Les procès-verbaux de mesurage déjà faits donnaient 8309 arpents pour la contenance de ladite forêt de Bercé.
… située dans un fonds très bon pour porter des bois de haute futaie où ils peuvent profiter jusqu’à l’âge de 200 ans, disent les réformateurs qui, le 18 octobre, visitèrent les anciennes forêts de Bois-Corbon et de Douvres, puis arrêtèrent leur procès-verbal en date du samedi 19 octobre 1669.
Du procès-verbal de cette reconnaissance très approfondie et très détaillée, il résulte qu’à cette époque la forêt était en haute futaie, composée d’un tiers chêne et deux tiers hêtre; qu’elle contenait 8300 arpents (4243 hectares) dont 6336 arpents (environ 3200 hectares) en peuplements de bonne nature, à conserver, 1953 arpents (environ 1000 hectares) de bois plus jeunes ruinés par le pâturage à recéper pour être mis en meilleur état…
Ce règlement fut approuvé par arrêt du conseil du Roi du 3 décembre 1672.
De ces diverses énonciations et dispositions on doit conclure que, malgré des abus de pâturage invétérés et contraires au repeuplement des forêts, malgré les abroutissements qui en résultaient, malgré les désordres administratifs auxquels l’ordonnance de Colbert avait pour but de remédier:
les régénérations de la forêt de Bercé s’étaient, sous le régime de culture antérieur à 1669, opérées de la manière la plus complète, puisque sur 8309 arpents on n’en comptait, en 1669, que 76 à repeupler.

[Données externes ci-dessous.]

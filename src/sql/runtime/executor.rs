use derive_more::From;
use rusqlite::Connection;
use serde::Serialize;

use crate::core::{RowSet, SQLError, Tuple};

/// What executing one statement produced.
#[derive(Debug, Clone, PartialEq, From, Serialize)]
#[serde(untagged)]
pub enum Outcome {
    /// Every row returned by a query.
    Rows(RowSet),
    /// A statement executed for its effect.
    Mutation(MutationOutcome),
}

impl Outcome {
    /// Rows of a query outcome; mutations carry none.
    pub fn rows(&self) -> &[Tuple] {
        match self {
            Outcome::Rows(rows) => rows,
            Outcome::Mutation(_) => &[],
        }
    }

    pub fn into_rows(self) -> RowSet {
        match self {
            Outcome::Rows(rows) => rows,
            Outcome::Mutation(_) => RowSet::new(),
        }
    }
}

#[derive(Debug, Clone, PartialEq, Eq, Serialize)]
pub struct MutationOutcome {
    #[serde(rename = "success")]
    pub succeeded: bool,
    pub changes: u64,
    #[serde(skip_serializing_if = "Option::is_none")]
    pub error: Option<String>,
}

impl MutationOutcome {
    pub fn succeeded(changes: u64) -> Self {
        Self {
            succeeded: true,
            changes,
            error: None,
        }
    }

    pub fn failed(error: impl Into<String>) -> Self {
        Self {
            succeeded: false,
            changes: 0,
            error: Some(error.into()),
        }
    }
}

/// Column names plus rows, in select order.
#[derive(Debug, Clone, Default)]
pub struct QueryRows {
    pub columns: Vec<String>,
    pub rows: RowSet,
}

/// Runs a query and collects every row, keyed by column name.
pub fn query(conn: &Connection, statement: &str) -> Result<QueryRows, SQLError> {
    let mut stmt = conn.prepare(statement).map_err(SQLError::execution)?;
    let columns = stmt
        .column_names()
        .into_iter()
        .map(String::from)
        .collect::<Vec<_>>();
    let mut rows = stmt.query([]).map_err(SQLError::execution)?;
    let mut result = RowSet::new();
    while let Some(row) = rows.next().map_err(SQLError::execution)? {
        let mut tuple = Tuple::new_default();
        for (index, column) in columns.iter().enumerate() {
            let value = row.get_ref(index).map_err(SQLError::execution)?;
            tuple.insert(column.clone(), value.into());
        }
        result.push(tuple);
    }
    Ok(QueryRows {
        columns,
        rows: result,
    })
}

/// Runs a statement for its effect. Any rows it yields are stepped through
/// and discarded.
pub fn execute(conn: &Connection, statement: &str) -> Result<MutationOutcome, SQLError> {
    let mut stmt = conn.prepare(statement).map_err(SQLError::execution)?;
    let mut rows = stmt.query([]).map_err(SQLError::execution)?;
    while rows.next().map_err(SQLError::execution)?.is_some() {}
    Ok(MutationOutcome::succeeded(conn.changes()))
}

Les forestiers de 1669 n’avaient qu’à être les continuateurs de leurs devanciers dans l’exécution des prescriptions de la nouvelle ordonnance qui ne faisait elle-même que confirmer le régime à tire et aire et les modes de repeuplement recommandés pour les futaies par les ordonnances antérieures, notamment par celle de Charles IX, de 1573.
1200 hectares supplémentaires, fait rarissime dans l’histoire des forêts domaniales, (1) sont acquis en 1723 (Landes de Grammont et de Haute Perche).
Des arrêts du Conseil du Roi (lettres patentes des 13 et 25 septembre 1723) ordonnèrent, la réunion au corps de la forest de Bercé appartenant à Sa Majesté et le reboisement des landes de Longuebranche, dites de Grammont (300 arpents) et des landes de Haute-Perche (2000 arpents).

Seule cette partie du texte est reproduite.